There are several arguments of the REGV and FREGV
argument types, as listed in the following table. For such
arguments, specify REGV or FREGV in the AddCallProto call
and the argument's symbolic name in the call to AddCallObj,
AddCallProc, AddCallEntry, AddCallBlock, AddCallInst,
or AddCallProgram.
--------------------------------------------------------------------
Type Argument Description
--------------------------------------------------------------------
REGV REG_n Integer register n, where n is a value from 0
to 31.
REGV REG_RA Return address register.
REGV REG_GP Global pointer.
REGV REG_SP Stack pointer.
REGV REG_ZERO Integer register 31.
REGV REG_CC Processor cycle counter.
REGV REG_PC Pure compile-time (that is, noninstrumented)
program counter at the instrumentation point.
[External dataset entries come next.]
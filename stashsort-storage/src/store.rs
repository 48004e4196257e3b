//! On-disk store for decoded messages.
//!
//! Character detail is the latest-state cache: one `<character_id>.json` per
//! character, overwritten on every capture. Every other recognised message is
//! appended as a uniquely named diagnostic file. Only identifier-named files
//! are ever read back.

use crate::error::StorageError;
use chrono::Utc;
use stashsort_protocol::{CharacterDataBase, CharacterInfoResponse, Message};
use std::fs::{self, File};
use std::io::{BufReader, Write};
use std::path::{Path, PathBuf};
use std::time::SystemTime;
use uuid::Uuid;

/// Where a persisted message ended up.
#[derive(Debug, Clone, PartialEq, Eq)]
pub enum Persisted {
    /// Character detail, written to the character's own file.
    Character { character_id: u64, path: PathBuf },
    /// Diagnostic trail entry.
    Diagnostic { path: PathBuf },
}

impl Persisted {
    pub fn path(&self) -> &Path {
        match self {
            Persisted::Character { path, .. } | Persisted::Diagnostic { path } => path,
        }
    }

    pub fn character_id(&self) -> Option<u64> {
        match self {
            Persisted::Character { character_id, .. } => Some(*character_id),
            Persisted::Diagnostic { .. } => None,
        }
    }
}

/// Directory of persisted messages.
#[derive(Debug)]
pub struct SnapshotStore {
    dir: PathBuf,
}

impl SnapshotStore {
    /// Opens or creates a store at the given directory.
    pub fn open(dir: impl AsRef<Path>) -> Result<Self, StorageError> {
        let dir = dir.as_ref().to_path_buf();
        fs::create_dir_all(&dir)?;
        Ok(Self { dir })
    }

    pub fn dir(&self) -> &Path {
        &self.dir
    }

    /// Persists a decoded message.
    pub fn persist(&self, message: &Message) -> Result<Persisted, StorageError> {
        let data = message.to_json()?;

        if let Message::CharacterInfo(info) = message {
            if let Some(character) = info.character() {
                let character_id = character.character_id;
                let path = self.character_path(character_id);
                self.write_atomic(&path, &data)?;
                tracing::info!(
                    "Saved character {} ({}) to {}",
                    character_id,
                    character.display_name(),
                    path.display()
                );
                return Ok(Persisted::Character { character_id, path });
            }
        }

        let path = self.dir.join(format!(
            "{}_{}_{}.json",
            Utc::now().format("%Y%m%dT%H%M%S%.3f"),
            message.command().name(),
            &Uuid::new_v4().simple().to_string()[..8]
        ));
        let mut file = File::create(&path)?;
        file.write_all(&data)?;
        tracing::debug!("Saved {} to {}", message.command(), path.display());
        Ok(Persisted::Diagnostic { path })
    }

    /// Ids of every character with a saved detail file, ascending.
    pub fn list_characters(&self) -> Result<Vec<u64>, StorageError> {
        let mut ids: Vec<u64> = self
            .character_files()?
            .into_iter()
            .map(|(id, _)| id)
            .collect();
        ids.sort_unstable();
        Ok(ids)
    }

    /// The character whose detail file was written most recently.
    pub fn latest_character(&self) -> Result<Option<u64>, StorageError> {
        Ok(self
            .character_files()?
            .into_iter()
            .max_by_key(|(id, modified)| (*modified, *id))
            .map(|(id, _)| id))
    }

    /// Loads the saved detail of one character.
    pub fn load_character(&self, character_id: u64) -> Result<CharacterDataBase, StorageError> {
        let path = self.character_path(character_id);
        if !path.exists() {
            return Err(StorageError::CharacterNotFound(character_id));
        }

        let reader = BufReader::new(File::open(&path)?);
        let response: CharacterInfoResponse = serde_json::from_reader(reader)?;
        response
            .character_data_base
            .ok_or(StorageError::CharacterNotFound(character_id))
    }

    fn character_path(&self, character_id: u64) -> PathBuf {
        self.dir.join(format!("{}.json", character_id))
    }

    fn character_files(&self) -> Result<Vec<(u64, SystemTime)>, StorageError> {
        let mut files = Vec::new();
        for entry in fs::read_dir(&self.dir)? {
            let entry = entry?;
            let path = entry.path();
            if path.extension().and_then(|e| e.to_str()) != Some("json") {
                continue;
            }
            let Some(id) = path
                .file_stem()
                .and_then(|s| s.to_str())
                .and_then(|s| s.parse::<u64>().ok())
            else {
                continue;
            };
            let modified = entry.metadata()?.modified()?;
            files.push((id, modified));
        }
        Ok(files)
    }

    fn write_atomic(&self, path: &Path, data: &[u8]) -> Result<(), StorageError> {
        let tmp = path.with_extension("json.tmp");
        let mut file = File::create(&tmp)?;
        file.write_all(data)?;
        file.sync_all()?;
        fs::rename(&tmp, path)?;
        Ok(())
    }
}

#[cfg(test)]
mod tests {
    use super::*;
    use stashsort_protocol::{CharacterListResponse, CharacterSummary, ItemInfo, StorageInfo};
    use tempfile::TempDir;

    fn detail(character_id: u64, level: u32) -> Message {
        Message::CharacterInfo(CharacterInfoResponse {
            result: CharacterInfoResponse::RESULT_OK,
            character_data_base: Some(CharacterDataBase {
                character_id,
                level,
                storage_infos: vec![StorageInfo {
                    inventory_id: 4,
                    items: vec![ItemInfo {
                        item_unique_id: 1,
                        item_id: "DesignDataItem:Id_Item_Gem_1001".to_string(),
                        slot_id: Some(0),
                        ..Default::default()
                    }],
                }],
                ..Default::default()
            }),
        })
    }

    fn json_files(dir: &Path) -> Vec<String> {
        let mut names: Vec<String> = fs::read_dir(dir)
            .unwrap()
            .map(|e| e.unwrap().file_name().to_string_lossy().into_owned())
            .collect();
        names.sort();
        names
    }

    #[test]
    fn test_character_detail_overwrites() {
        let dir = TempDir::new().unwrap();
        let store = SnapshotStore::open(dir.path()).unwrap();

        let first = store.persist(&detail(42, 1)).unwrap();
        let second = store.persist(&detail(42, 7)).unwrap();
        assert_eq!(first, second);
        assert_eq!(second.character_id(), Some(42));

        assert_eq!(json_files(dir.path()), vec!["42.json".to_string()]);
        let loaded = store.load_character(42).unwrap();
        assert_eq!(loaded.level, 7);
        assert_eq!(loaded.storage_infos[0].items[0].slot_id, Some(0));
    }

    #[test]
    fn test_other_messages_are_diagnostic() {
        let dir = TempDir::new().unwrap();
        let store = SnapshotStore::open(dir.path()).unwrap();
        let list = Message::CharacterList(CharacterListResponse {
            result: 1,
            character_list: vec![CharacterSummary {
                character_id: 42,
                ..Default::default()
            }],
            ..Default::default()
        });

        let a = store.persist(&list).unwrap();
        let b = store.persist(&list).unwrap();
        assert_ne!(a.path(), b.path());
        assert!(a
            .path()
            .file_name()
            .unwrap()
            .to_string_lossy()
            .contains("S2C_ACCOUNT_CHARACTER_LIST_RES"));

        // A failed lookup is not a character snapshot.
        let failed = Message::CharacterInfo(CharacterInfoResponse {
            result: 0,
            character_data_base: None,
        });
        assert!(matches!(store.persist(&failed).unwrap(), Persisted::Diagnostic { .. }));

        assert!(store.list_characters().unwrap().is_empty());
        assert_eq!(json_files(dir.path()).len(), 3);
    }

    #[test]
    fn test_list_and_latest() {
        let dir = TempDir::new().unwrap();
        let store = SnapshotStore::open(dir.path().join("nested")).unwrap();
        store.persist(&detail(9, 1)).unwrap();
        store.persist(&detail(3, 1)).unwrap();
        fs::write(store.dir().join("notes.json"), b"{}").unwrap();
        fs::write(store.dir().join("5.json.tmp"), b"{}").unwrap();

        assert_eq!(store.list_characters().unwrap(), vec![3, 9]);
        assert!(store.latest_character().unwrap().is_some());
    }

    #[test]
    fn test_load_missing_character() {
        let dir = TempDir::new().unwrap();
        let store = SnapshotStore::open(dir.path()).unwrap();
        let err = store.load_character(1).unwrap_err();
        assert!(err.is_not_found());
    }
}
(Note that, for a shared library, the runtime
PC differs from the compile-time PC.)
REGV REG_IPC Instrumented program counter at run-time If
the call is from a shared library, the runtime
PC is passed.
REGV REG_ARG_n Integer argument register n, where n is a
value from 1 to 6.
REGV REG_RETVAL Integer function return value.
REGV FREG_n Floating-point register n, where n is a value
from 0 to 31.
FREGV FREG_ZERO Floating-point register 31.
FREGV FREG_ARG_n Floating-point argument register n, where n
is a value from 1 to 6.
FREGV FREG_RETVAL Floating-point function return value.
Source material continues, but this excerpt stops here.